(Collected data entries)
[Start of Attachment]

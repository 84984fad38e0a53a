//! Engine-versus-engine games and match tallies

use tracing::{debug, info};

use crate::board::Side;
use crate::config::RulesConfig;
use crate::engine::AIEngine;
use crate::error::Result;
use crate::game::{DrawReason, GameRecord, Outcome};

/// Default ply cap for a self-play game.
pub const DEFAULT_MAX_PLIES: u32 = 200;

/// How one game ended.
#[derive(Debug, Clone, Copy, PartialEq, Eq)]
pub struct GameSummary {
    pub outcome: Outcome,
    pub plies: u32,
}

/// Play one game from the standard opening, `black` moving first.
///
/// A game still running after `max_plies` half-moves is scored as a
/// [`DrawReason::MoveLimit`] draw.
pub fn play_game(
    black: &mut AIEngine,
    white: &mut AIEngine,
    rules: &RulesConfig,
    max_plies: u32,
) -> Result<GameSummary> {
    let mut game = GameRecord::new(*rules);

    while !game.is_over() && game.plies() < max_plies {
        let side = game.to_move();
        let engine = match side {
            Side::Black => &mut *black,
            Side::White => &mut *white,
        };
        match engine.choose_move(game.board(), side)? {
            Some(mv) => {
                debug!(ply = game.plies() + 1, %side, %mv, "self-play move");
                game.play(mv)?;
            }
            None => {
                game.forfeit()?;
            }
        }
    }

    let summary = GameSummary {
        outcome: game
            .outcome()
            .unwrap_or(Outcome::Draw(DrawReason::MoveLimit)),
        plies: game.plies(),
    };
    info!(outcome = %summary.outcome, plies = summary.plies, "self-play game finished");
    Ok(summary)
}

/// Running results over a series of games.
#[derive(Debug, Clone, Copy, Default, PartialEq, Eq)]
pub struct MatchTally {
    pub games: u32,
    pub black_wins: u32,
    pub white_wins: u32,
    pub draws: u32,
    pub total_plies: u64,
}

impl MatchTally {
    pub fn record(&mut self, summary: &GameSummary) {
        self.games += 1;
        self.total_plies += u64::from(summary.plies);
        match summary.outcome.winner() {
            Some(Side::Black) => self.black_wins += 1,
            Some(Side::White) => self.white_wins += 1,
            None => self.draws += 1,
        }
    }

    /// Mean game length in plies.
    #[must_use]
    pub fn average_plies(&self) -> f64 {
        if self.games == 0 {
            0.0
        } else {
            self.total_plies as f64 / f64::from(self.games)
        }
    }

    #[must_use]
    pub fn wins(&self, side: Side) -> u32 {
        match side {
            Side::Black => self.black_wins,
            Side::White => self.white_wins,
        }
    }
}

[End of Attachment]

Activity:
Scan the lines above for "derive" and state how many match, nothing more.

Written response:
2